Ce choix, rendu public le 24 octobre, est pour le moins curieux alors que l’Allemagne a voté en juin dernier un amendement constitutionnel prévoyant qu’à partir de 2016, le déficit public devrait être limité à -0,35 % du PIB sur la durée d’un cycle économique… La chancelière Angela Merkel a expliqué que la stimulation de la croissance par le biais de la fiscalité et de la politique familiale serait son objectif prioritaire durant la prochaine législature : « il n’y a pas de garantie que ce plan fonctionne, mais il y a une chance. Je ne vois aucune chance si nous nous contentons d’économiser ». Autrement dit, Berlin refuse de résorber son déficit et donc sa dette, avant que la croissance ne soit de nouveau solidement installée.
À la faveur de la crise sans précédent que traverse le monde occidental, la France a donc réussi à exporter sa culture de déséquilibre des comptes publics alors que l’Allemagne escomptait imposer sa culture de stabilité grâce à l’euro… La crise, à défaut de déboucher sur la réforme du capitalisme, a juste eu la peau des critères de Maastricht et du Pacte de stabilité. Tous mauvais élèves !, est désormais le mot d’ordre. Et pourquoi se priver puisque l’euro est plus solide que jamais, que les marchés ont un appétit vorace pour la dette d’État et que les États-Unis et le Japon suivent le même chemin ?

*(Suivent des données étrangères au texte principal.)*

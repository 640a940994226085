//! Benchmarks for low-level DSP primitives.

mod convolution;
mod envelope;
mod filter;
mod oscillator;

pub use convolution::bench_convolution;
pub use envelope::bench_envelope;
pub use filter::bench_filter;
pub use oscillator::bench_oscillator;
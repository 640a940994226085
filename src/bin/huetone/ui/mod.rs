//! Terminal view for playback
//!
//! Shows the composition as colored bar rows, highlights the bar under the
//! playback clock, and draws the output as an oscilloscope.

mod bars;
mod transport;
mod waveform;

use std::time::Duration;

use color_eyre::eyre::Result as EyreResult;
use crossterm::event::{self, Event, KeyCode, KeyEventKind};
use ratatui::{
    layout::{Constraint, Direction, Layout},
    style::{Color, Style},
    widgets::{Block, Borders, Paragraph},
    DefaultTerminal, Frame,
};
use rtrb::Consumer;
use tracing::warn;

use huetone::engine::{lock, AudioEngine};
use huetone::layout::BarLayout;
use huetone::synth::{EventReceiver, PlaybackEvent};
use huetone::{Instrument, PlaybackStart, Sequence};

use super::app::CpalBackend;
use bars::render_bars;
use transport::{render_transport, AudioStats, TransportState};
use waveform::render_waveform;

/// Samples shown by the oscilloscope
const SCOPE_WINDOW: usize = 1024;

pub struct UiApp {
    engine: AudioEngine<CpalBackend>,
    sequence: Sequence,
    layout: BarLayout,
    events_rx: Consumer<PlaybackEvent>,
    scope_rx: Consumer<f32>,
    scope: Vec<f32>,
    selected: usize,
    notes_started: usize,
    should_quit: bool,
}

impl UiApp {
    pub fn new(
        engine: AudioEngine<CpalBackend>,
        sequence: Sequence,
        layout: BarLayout,
        events_rx: Consumer<PlaybackEvent>,
        scope_rx: Consumer<f32>,
    ) -> Self {
        Self {
            engine,
            sequence,
            layout,
            events_rx,
            scope_rx,
            scope: vec![0.0; SCOPE_WINDOW],
            selected: 0,
            notes_started: 0,
            should_quit: false,
        }
    }

    pub fn run(&mut self, terminal: &mut DefaultTerminal) -> EyreResult<()> {
        while !self.should_quit {
            self.poll_scope();
            self.poll_events();

            terminal.draw(|frame| self.render(frame))?;

            // ~60fps
            if event::poll(Duration::from_millis(16))? {
                if let Event::Key(key) = event::read()? {
                    if key.kind == KeyEventKind::Press {
                        self.handle_key(key.code);
                    }
                }
            }
        }

        self.engine.stop();
        Ok(())
    }

    fn poll_scope(&mut self) {
        while let Ok(sample) = self.scope_rx.pop() {
            self.scope.push(sample);
        }
        if self.scope.len() > SCOPE_WINDOW {
            let excess = self.scope.len() - SCOPE_WINDOW;
            self.scope.drain(0..excess);
        }
    }

    fn poll_events(&mut self) {
        while let Some(event) = EventReceiver::pop(&mut self.events_rx) {
            // Previews carry no event index and are not counted
            if let PlaybackEvent::NoteStarted { event_index: Some(_), .. } = event {
                self.notes_started += 1;
            }
        }
    }

    /// Index of the event under the playback clock.
    fn sounding(&self) -> Option<usize> {
        let elapsed = self.engine.elapsed()?;
        self.sequence.event_at(elapsed).map(|(index, _)| index)
    }

    fn handle_key(&mut self, key: KeyCode) {
        match key {
            KeyCode::Char('q') | KeyCode::Char('Q') | KeyCode::Esc => {
                self.should_quit = true;
            }
            KeyCode::Char(' ') => self.toggle_playback(),
            KeyCode::Char('i') => {
                let next = match self.engine.instrument() {
                    Instrument::Piano => Instrument::Guitar,
                    Instrument::Guitar => Instrument::Organ,
                    Instrument::Organ => Instrument::Piano,
                };
                self.engine.set_instrument(next);
            }
            KeyCode::Left => self.selected = self.selected.saturating_sub(1),
            KeyCode::Right => {
                self.selected = (self.selected + 1).min(self.sequence.len().saturating_sub(1));
            }
            KeyCode::Enter => self.preview_selected(),
            _ => {}
        }
    }

    fn toggle_playback(&mut self) {
        if self.engine.is_playing() {
            self.engine.stop();
            return;
        }
        match self.engine.play_sequence(&self.sequence) {
            Ok(PlaybackStart::Started(_)) => self.notes_started = 0,
            Ok(PlaybackStart::AlreadyPlaying) => {}
            Err(err) => warn!("playback failed: {err}"),
        }
    }

    fn preview_selected(&mut self) {
        let Some(note) = self.sequence.events().get(self.selected).and_then(|e| e.resolve()) else {
            return;
        };
        if let Err(err) = self.engine.preview_note(note) {
            warn!(%note, "preview failed: {err}");
        }
    }

    fn render(&self, frame: &mut Frame) {
        let area = frame.area();

        let chunks = Layout::default()
            .direction(Direction::Vertical)
            .constraints([
                Constraint::Length(3), // Transport bar
                Constraint::Min(6),    // Bars
                Constraint::Length(8), // Scope
                Constraint::Length(1), // Help bar
            ])
            .split(area);

        let voices = lock(&self.engine.timeline()).tracked_voices().len();
        let state = TransportState {
            playing: self.engine.is_playing(),
            instrument: self.engine.instrument(),
            elapsed: self.engine.elapsed().unwrap_or(0.0),
            total: self.sequence.total_seconds(),
            voices,
            notes_started: self.notes_started,
            notes_total: self.sequence.len(),
        };
        render_transport(frame, chunks[0], &state, &AudioStats::from_buffer(&self.scope));

        let bars_block = Block::default().title(" Melody ").borders(Borders::ALL);
        let bars_inner = bars_block.inner(chunks[1]);
        frame.render_widget(bars_block, chunks[1]);
        render_bars(frame, bars_inner, &self.layout, self.sounding(), self.selected);

        render_waveform(frame, chunks[2], &self.scope);

        let help = Paragraph::new(" [Q] Quit  [Space] Play/Stop  [I] Instrument  [←/→] Select  [Enter] Preview")
            .style(Style::default().fg(Color::DarkGray));
        frame.render_widget(help, chunks[3]);
    }
}
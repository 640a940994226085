//! The text notation: `C(1) D(0.5) Ebp(0.25)`, one melody line per text line.
//!
//! A token is a note name followed by a parenthesized duration in seconds.
//! Anything between tokens is ignored, so `C(1), D(1) -- E(2)` and
//! `C(1)D(1)E(2)` parse the same. Lines may carry an editor tag such as
//! `{3}| ` (or `{*3*}|` for the highlighted line), which is stripped first.

use std::sync::OnceLock;

use regex::Regex;
#[cfg(feature = "serde")]
use serde::{Deserialize, Serialize};
use tracing::{debug, warn};

use crate::error::NotationError;
use crate::sequencing::notes::Note;

fn token_pattern() -> &'static Regex {
    static PATTERN: OnceLock<Regex> = OnceLock::new();
    PATTERN.get_or_init(|| {
        Regex::new(r"([A-Za-z]+(?:b|p)?)\((\d*\.?\d+)\)").expect("token pattern is valid")
    })
}

fn line_tag_pattern() -> &'static Regex {
    static PATTERN: OnceLock<Regex> = OnceLock::new();
    PATTERN.get_or_init(|| Regex::new(r"^\{?\*?\d+\*?\}?\|\s*").expect("line tag pattern is valid"))
}

/// One `Name(duration)` token. The name is kept as written.
#[cfg_attr(feature = "serde", derive(Serialize, Deserialize))]
#[derive(Debug, Clone, PartialEq)]
pub struct NoteToken {
    pub name: String,
    pub duration_seconds: f64,
}

impl NoteToken {
    pub fn new(name: impl Into<String>, duration_seconds: f64) -> Self {
        Self {
            name: name.into(),
            duration_seconds,
        }
    }

    /// Catalog entry for this token, if the name is mapped.
    pub fn note(&self) -> Option<Note> {
        Note::from_name(&self.name)
    }
}

/// A parsed composition.
#[derive(Debug, Clone, Default, PartialEq)]
pub struct Composition {
    /// Non-empty melody lines, in input order.
    pub lines: Vec<Vec<NoteToken>>,
    /// Names with no catalog entry, deduplicated, first-seen order.
    pub unmapped: Vec<String>,
    /// Lines dropped because a token carried an unusable duration.
    pub rejected: Vec<NotationError>,
}

impl Composition {
    pub fn tokens(&self) -> impl Iterator<Item = &NoteToken> {
        self.lines.iter().flatten()
    }

    pub fn is_empty(&self) -> bool {
        self.lines.is_empty()
    }

    /// Sum of every token's duration.
    pub fn total_seconds(&self) -> f64 {
        self.tokens().map(|t| t.duration_seconds).sum()
    }
}

/// Remove a leading `{n}|` / `{*n*}|` editor tag.
pub fn strip_line_tag(line: &str) -> &str {
    match line_tag_pattern().find(line) {
        Some(tag) => &line[tag.end()..],
        None => line,
    }
}

/// Parse one line (tag already stripped or absent).
pub fn parse_line(line: &str, line_number: usize) -> Result<Vec<NoteToken>, NotationError> {
    token_pattern()
        .captures_iter(line)
        .map(|caps| {
            let name = &caps[1];
            let raw = &caps[2];
            match raw.parse::<f64>() {
                Ok(seconds) if seconds.is_finite() && seconds > 0.0 => {
                    Ok(NoteToken::new(name, seconds))
                }
                _ => Err(NotationError::InvalidDuration {
                    line: line_number,
                    token: caps[0].to_string(),
                }),
            }
        })
        .collect()
}

/// Parse a whole composition.
///
/// Unmapped names are flagged but their tokens stay in the output. A line
/// holding a zero-length token is rejected as a whole and reported in
/// [`Composition::rejected`]; the other lines still parse.
pub fn parse(text: &str) -> Composition {
    let mut composition = Composition::default();

    for (index, raw) in text.lines().enumerate() {
        let line = strip_line_tag(raw);
        let tokens = match parse_line(line, index + 1) {
            Ok(tokens) => tokens,
            Err(err) => {
                warn!("dropping notation line: {err}");
                composition.rejected.push(err);
                continue;
            }
        };

        if tokens.is_empty() {
            continue;
        }

        for token in &tokens {
            if token.note().is_none() && !composition.unmapped.contains(&token.name) {
                composition.unmapped.push(token.name.clone());
            }
        }
        composition.lines.push(tokens);
    }

    if !composition.unmapped.is_empty() {
        warn!(unmapped = ?composition.unmapped, "notation uses unmapped notes");
    }
    debug!(
        lines = composition.lines.len(),
        tokens = composition.tokens().count(),
        "notation parsed"
    );
    composition
}

/// Re-tag every line as `{i}| `, replacing whatever tag it had.
pub fn number_lines(text: &str) -> String {
    text.lines()
        .enumerate()
        .map(|(index, line)| format!("{{{}}}| {}", index + 1, strip_line_tag(line)))
        .collect::<Vec<_>>()
        .join("\n")
}

#[cfg(test)]
mod tests {
    use super::*;

    fn tokens(line: &[(&str, f64)]) -> Vec<NoteToken> {
        line.iter().map(|&(n, d)| NoteToken::new(n, d)).collect()
    }

    #[test]
    fn tagged_lines_parse_in_order() {
        let composition = parse("{1}| C(1) D(0.5)\n{2}| R(2)");
        assert_eq!(
            composition.lines,
            vec![tokens(&[("C", 1.0), ("D", 0.5)]), tokens(&[("R", 2.0)])]
        );
        assert!(composition.unmapped.is_empty());
    }

    #[test]
    fn blank_lines_are_dropped_not_kept_empty() {
        let composition = parse("{1}| C(1)\n{2}| \n\n{4}| just words\nD(1)");
        assert_eq!(composition.lines.len(), 2);
        assert_eq!(composition.lines[1], tokens(&[("D", 1.0)]));
    }

    #[test]
    fn unmapped_names_are_flagged_and_kept() {
        let composition = parse("Xx(1) C(1) Xx(2)");
        assert_eq!(
            composition.lines[0],
            tokens(&[("Xx", 1.0), ("C", 1.0), ("Xx", 2.0)])
        );
        assert_eq!(composition.unmapped, vec!["Xx".to_string()]);
    }

    #[test]
    fn suffixed_names_are_one_greedy_token() {
        let composition = parse("Dbp(0.25)Fsmm(.5)");
        assert_eq!(composition.lines[0], tokens(&[("Dbp", 0.25), ("Fsmm", 0.5)]));
        assert!(composition.unmapped.is_empty());
    }

    #[test]
    fn noise_between_tokens_is_ignored() {
        let composition = parse("  C(1), -- D(2)!! E(x) F()");
        assert_eq!(composition.lines[0], tokens(&[("C", 1.0), ("D", 2.0)]));
    }

    #[test]
    fn zero_duration_rejects_only_its_line() {
        let composition = parse("C(1)\nD(0) E(1)\nF(2)");
        assert_eq!(composition.lines, vec![tokens(&[("C", 1.0)]), tokens(&[("F", 2.0)])]);
        assert_eq!(
            composition.rejected,
            vec![NotationError::InvalidDuration {
                line: 2,
                token: "D(0)".into()
            }]
        );
    }

    #[test]
    fn highlighted_tags_are_stripped() {
        assert_eq!(strip_line_tag("{*12*}| G(1)"), "G(1)");
        assert_eq!(strip_line_tag("3|G(1)"), "G(1)");
        assert_eq!(strip_line_tag("G(1)"), "G(1)");
    }

    #[test]
    fn number_lines_retags_every_line() {
        let numbered = number_lines("{7}| C(1)\nD(1)\n{*2*}| E(1)");
        assert_eq!(numbered, "{1}| C(1)\n{2}| D(1)\n{3}| E(1)");
        assert_eq!(parse(&numbered).lines.len(), 3);
    }

    #[test]
    fn total_seconds_sums_all_lines() {
        assert!((parse("C(1) D(0.5)\nR(2)").total_seconds() - 3.5).abs() < 1e-12);
    }
}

Quoi qu’il en soit, cette convergence dans la fuite en avant va éviter une crise franco-allemande qui aurait menacé l’existence de la zone euro. La Commission et la Banque centrale européenne seront, comme en 2005, lorsque Paris et Berlin avaient déjà choisi de violer ensemble le Pacte de stabilité, totalement démunis. Désormais, on marche main dans la main de part et d’autre du Rhin. Pour le meilleur ou pour le pire.